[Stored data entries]
◆ ◆ ◆ ◆
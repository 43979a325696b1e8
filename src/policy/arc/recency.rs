//! Recency partition of the ARC engine (T1 residents + B1 ghosts).
//!
//! ```text
//!   resident (IntrusiveList<Entry>)             ghosts (GhostList<K>)
//!   head ─► [e] ◄──► [d] ◄──► [c] ◄── tail ──evict──► head ─► [b] ◄──► [a]
//!           MRU                  LRU                          newest   oldest
//!
//!   capacity bounds both lists; the ghost list is trimmed as soon as it
//!   shrinks, residents over capacity go on the next put of a new key
//! ```
use std::hash::Hash;

use rustc_hash::FxHashMap;
use tracing::trace;

use super::PutOutcome;
use crate::ds::{Entry, GhostList, IntrusiveList, SlotId};
use crate::error::InvariantError;

/// Bounded recency list of resident entries plus the ghost list it evicts into.
#[derive(Debug)]
pub struct RecencyStore<K, V> {
    resident: IntrusiveList<Entry<K, V>>,
    index: FxHashMap<K, SlotId>,
    ghosts: GhostList<K>,
    capacity: usize,
}

impl<K, V> RecencyStore<K, V>
where
    K: Eq + Hash + Clone,
{
    pub fn new(capacity: usize) -> Self {
        Self {
            resident: IntrusiveList::with_capacity(capacity),
            index: FxHashMap::with_capacity_and_hasher(capacity, Default::default()),
            ghosts: GhostList::new(capacity),
            capacity,
        }
    }

    pub fn capacity(&self) -> usize {
        self.capacity
    }

    pub fn len(&self) -> usize {
        self.resident.len()
    }

    pub fn is_empty(&self) -> bool {
        self.resident.is_empty()
    }

    pub fn ghost_len(&self) -> usize {
        self.ghosts.len()
    }

    #[inline]
    pub fn contains(&self, key: &K) -> bool {
        self.index.contains_key(key)
    }

    #[inline]
    pub fn contains_ghost(&self, key: &K) -> bool {
        self.ghosts.contains(key)
    }

    /// Access count of a resident key.
    pub fn counter(&self, key: &K) -> Option<u64> {
        let &id = self.index.get(key)?;
        self.resident.get(id).map(|entry| entry.counter)
    }

    /// Returns the value without counting an access.
    pub fn peek(&self, key: &K) -> Option<&V> {
        let &id = self.index.get(key)?;
        self.resident.get(id).map(|entry| &entry.value)
    }

    /// Counts an access and moves the entry to the head.
    ///
    /// A `Some` here is what the engine treats as the promotion signal.
    pub fn get(&mut self, key: &K) -> Option<&V> {
        let &id = self.index.get(key)?;
        self.resident.move_to_front(id);
        let entry = self.entry_mut(id);
        entry.bump();
        Some(&entry.value)
    }

    /// Updates a resident entry in place, or links a new one at the head after
    /// evicting from the tail while the store is at or over capacity.
    pub fn put(&mut self, key: K, value: V) -> PutOutcome<V> {
        if let Some(&id) = self.index.get(&key) {
            self.resident.move_to_front(id);
            let entry = self.entry_mut(id);
            entry.bump();
            return PutOutcome::Updated(std::mem::replace(&mut entry.value, value));
        }

        // a resurrected key must not stay a ghost while it is resident
        self.ghosts.take(&key);

        let mut evicted = 0;
        while self.resident.len() >= self.capacity && self.evict_tail() {
            evicted += 1;
        }
        if evicted > 0 {
            trace!(evicted, capacity = self.capacity, "recency store evicted into ghost list");
        }

        if self.capacity == 0 {
            return PutOutcome::Rejected { evicted };
        }
        let id = self.resident.push_front(Entry::new(key.clone(), value));
        self.index.insert(key, id);
        PutOutcome::Inserted { evicted }
    }

    /// Unlinks a resident entry without recording a ghost.
    pub fn take(&mut self, key: &K) -> Option<Entry<K, V>> {
        let id = self.index.remove(key)?;
        match self.resident.take(id) {
            Ok(entry) => Some(entry),
            Err(err) => panic!("recency index out of sync: {err}"),
        }
    }

    pub fn remove(&mut self, key: &K) -> bool {
        self.take(key).is_some()
    }

    /// Consumes the ghost marker for `key`, if any.
    pub fn check_ghost(&mut self, key: &K) -> bool {
        self.ghosts.take(key)
    }

    pub fn increase_capacity(&mut self) {
        self.capacity += 1;
        self.ghosts.set_capacity(self.capacity);
    }

    /// Releases one unit of capacity; `false` when already at zero.
    pub fn decrease_capacity(&mut self) -> bool {
        if self.capacity == 0 {
            return false;
        }
        self.capacity -= 1;
        self.ghosts.set_capacity(self.capacity);
        true
    }

    /// Drops residents and ghosts and sets a new capacity.
    pub fn reset(&mut self, capacity: usize) {
        self.resident.clear();
        self.index.clear();
        self.ghosts.clear();
        self.capacity = capacity;
        self.ghosts.set_capacity(capacity);
    }

    /// Resident keys from most to least recently used.
    pub fn keys(&self) -> impl Iterator<Item = &K> {
        self.resident.iter().map(|entry| &entry.key)
    }

    pub fn ghost_keys(&self) -> impl Iterator<Item = &K> {
        self.ghosts.iter()
    }

    fn evict_tail(&mut self) -> bool {
        let Some(entry) = self.resident.pop_back() else {
            return false;
        };
        self.index.remove(&entry.key);
        self.ghosts.record(entry.key);
        true
    }

    fn entry_mut(&mut self, id: SlotId) -> &mut Entry<K, V> {
        match self.resident.get_mut(id) {
            Some(entry) => entry,
            None => panic!(
                "recency index points at dead slot {}@{}",
                id.index(),
                id.generation()
            ),
        }
    }

    pub fn check_invariants(&self) -> Result<(), InvariantError> {
        self.resident.check_invariants()?;
        self.ghosts.check_invariants()?;
        if self.resident.len() != self.index.len() {
            return Err(InvariantError::new(format!(
                "recency index holds {} keys but list holds {}",
                self.index.len(),
                self.resident.len()
            )));
        }
        for (key, &id) in &self.index {
            match self.resident.get(id) {
                Some(entry) if entry.key == *key => {},
                _ => return Err(InvariantError::new("recency index entry does not match its slot")),
            }
            if self.ghosts.contains(key) {
                return Err(InvariantError::new("key is both resident and a recency ghost"));
            }
        }
        if self.ghosts.capacity() != self.capacity {
            return Err(InvariantError::new(format!(
                "recency ghost capacity {} differs from store capacity {}",
                self.ghosts.capacity(),
                self.capacity
            )));
        }
        Ok(())
    }
}

#[cfg(test)]
mod tests {
    use super::*;

    fn keys(store: &RecencyStore<&'static str, i32>) -> Vec<&'static str> {
        store.keys().copied().collect()
    }

    #[test]
    fn recency_store_evicts_tail_into_ghosts() {
        let mut store = RecencyStore::new(2);
        assert_eq!(store.put("a", 1), PutOutcome::Inserted { evicted: 0 });
        store.put("b", 2);
        assert_eq!(store.put("c", 3), PutOutcome::Inserted { evicted: 1 });

        assert_eq!(keys(&store), vec!["c", "b"]);
        assert!(store.contains_ghost(&"a"));
        assert!(!store.contains(&"a"));
        store.check_invariants().unwrap();
    }

    #[test]
    fn recency_store_get_counts_and_refreshes() {
        let mut store = RecencyStore::new(2);
        store.put("a", 1);
        store.put("b", 2);
        assert_eq!(store.get(&"a"), Some(&1));
        assert_eq!(store.counter(&"a"), Some(2));

        store.put("c", 3);
        assert!(store.contains(&"a"));
        assert!(store.contains_ghost(&"b"));
    }

    #[test]
    fn recency_store_put_existing_replaces_value() {
        let mut store = RecencyStore::new(2);
        store.put("a", 1);
        assert_eq!(store.put("a", 10), PutOutcome::Updated(1));
        assert_eq!(store.peek(&"a"), Some(&10));
        assert_eq!(store.counter(&"a"), Some(2));
        assert_eq!(store.len(), 1);
    }

    #[test]
    fn recency_store_check_ghost_is_one_shot() {
        let mut store = RecencyStore::new(1);
        store.put("a", 1);
        store.put("b", 2);
        assert!(store.check_ghost(&"a"));
        assert!(!store.check_ghost(&"a"));
        assert!(!store.check_ghost(&"b"));
    }

    #[test]
    fn recency_store_shrink_trims_ghosts_now_and_residents_later() {
        let mut store = RecencyStore::new(3);
        for (key, value) in [("a", 1), ("b", 2), ("c", 3), ("d", 4), ("e", 5)] {
            store.put(key, value);
        }
        assert_eq!(store.ghost_len(), 2);

        assert!(store.decrease_capacity());
        assert!(store.decrease_capacity());
        assert_eq!(store.capacity(), 1);
        assert_eq!(store.ghost_len(), 1);
        assert_eq!(store.len(), 3);
        store.check_invariants().unwrap();

        assert_eq!(store.put("f", 6), PutOutcome::Inserted { evicted: 3 });
        assert_eq!(keys(&store), vec!["f"]);
        assert_eq!(store.ghost_len(), 1);
        store.check_invariants().unwrap();
    }

    #[test]
    fn recency_store_decrease_floors_at_zero() {
        let mut store: RecencyStore<&str, i32> = RecencyStore::new(1);
        assert!(store.decrease_capacity());
        assert!(!store.decrease_capacity());
        assert_eq!(store.capacity(), 0);
        store.increase_capacity();
        assert_eq!(store.capacity(), 1);
    }

    #[test]
    fn recency_store_zero_capacity_rejects() {
        let mut store = RecencyStore::new(0);
        assert_eq!(store.put("a", 1), PutOutcome::Rejected { evicted: 0 });
        assert!(store.is_empty());
        assert_eq!(store.get(&"a"), None);
        assert_eq!(store.ghost_len(), 0);
    }

    #[test]
    fn recency_store_remove_leaves_no_ghost() {
        let mut store = RecencyStore::new(2);
        store.put("a", 1);
        assert!(store.remove(&"a"));
        assert!(!store.remove(&"a"));
        assert!(!store.contains_ghost(&"a"));
        store.check_invariants().unwrap();
    }
}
◆ ◆ ◆ ◆
Read through the entries, then copy every line where the string "engine" is found.

//! Recency partition of the ARC engine (T1 residents + B1 ghosts).
    /// A `Some` here is what the engine treats as the promotion signal.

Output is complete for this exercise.